### [About this task]
The listing below contains a span that opens with the line containing "#[derive(Parser, Debug)]" and closes with the line containing "env_logger::init();". Return that span exactly.
(Provided data begins)
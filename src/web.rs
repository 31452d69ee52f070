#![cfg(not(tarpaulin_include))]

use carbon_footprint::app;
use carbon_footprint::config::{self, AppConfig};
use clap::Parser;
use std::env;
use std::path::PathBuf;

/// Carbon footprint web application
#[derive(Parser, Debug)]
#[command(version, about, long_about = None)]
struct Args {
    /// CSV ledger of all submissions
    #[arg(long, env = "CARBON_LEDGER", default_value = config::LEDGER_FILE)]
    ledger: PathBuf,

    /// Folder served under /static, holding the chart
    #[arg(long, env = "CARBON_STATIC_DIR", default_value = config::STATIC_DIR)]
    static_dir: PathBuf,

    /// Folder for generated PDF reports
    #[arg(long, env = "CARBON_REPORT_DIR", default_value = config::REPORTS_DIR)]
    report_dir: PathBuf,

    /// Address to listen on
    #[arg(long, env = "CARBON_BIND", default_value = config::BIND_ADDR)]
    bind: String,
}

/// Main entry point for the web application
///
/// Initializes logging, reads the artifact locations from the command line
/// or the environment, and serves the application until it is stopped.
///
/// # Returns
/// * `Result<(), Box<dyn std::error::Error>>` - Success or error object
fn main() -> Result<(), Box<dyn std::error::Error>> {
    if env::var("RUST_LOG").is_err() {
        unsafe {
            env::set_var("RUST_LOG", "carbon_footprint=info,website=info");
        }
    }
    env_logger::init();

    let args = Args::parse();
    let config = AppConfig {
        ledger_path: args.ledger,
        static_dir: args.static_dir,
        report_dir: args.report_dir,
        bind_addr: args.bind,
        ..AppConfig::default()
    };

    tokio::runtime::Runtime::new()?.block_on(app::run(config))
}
(Provided data ends)
### [Result]
#[derive(Parser, Debug)]
#[command(version, about, long_about = None)]
struct Args {
    /// CSV ledger of all submissions
    #[arg(long, env = "CARBON_LEDGER", default_value = config::LEDGER_FILE)]
    ledger: PathBuf,

    /// Folder served under /static, holding the chart
    #[arg(long, env = "CARBON_STATIC_DIR", default_value = config::STATIC_DIR)]
    static_dir: PathBuf,

    /// Folder for generated PDF reports
    #[arg(long, env = "CARBON_REPORT_DIR", default_value = config::REPORTS_DIR)]
    report_dir: PathBuf,

    /// Address to listen on
    #[arg(long, env = "CARBON_BIND", default_value = config::BIND_ADDR)]
    bind: String,
}

/// Main entry point for the web application
///
/// Initializes logging, reads the artifact locations from the command line
/// or the environment, and serves the application until it is stopped.
///
/// # Returns
/// * `Result<(), Box<dyn std::error::Error>>` - Success or error object
fn main() -> Result<(), Box<dyn std::error::Error>> {
    if env::var("RUST_LOG").is_err() {
        unsafe {
            env::set_var("RUST_LOG", "carbon_footprint=info,website=info");
        }
    }
    env_logger::init();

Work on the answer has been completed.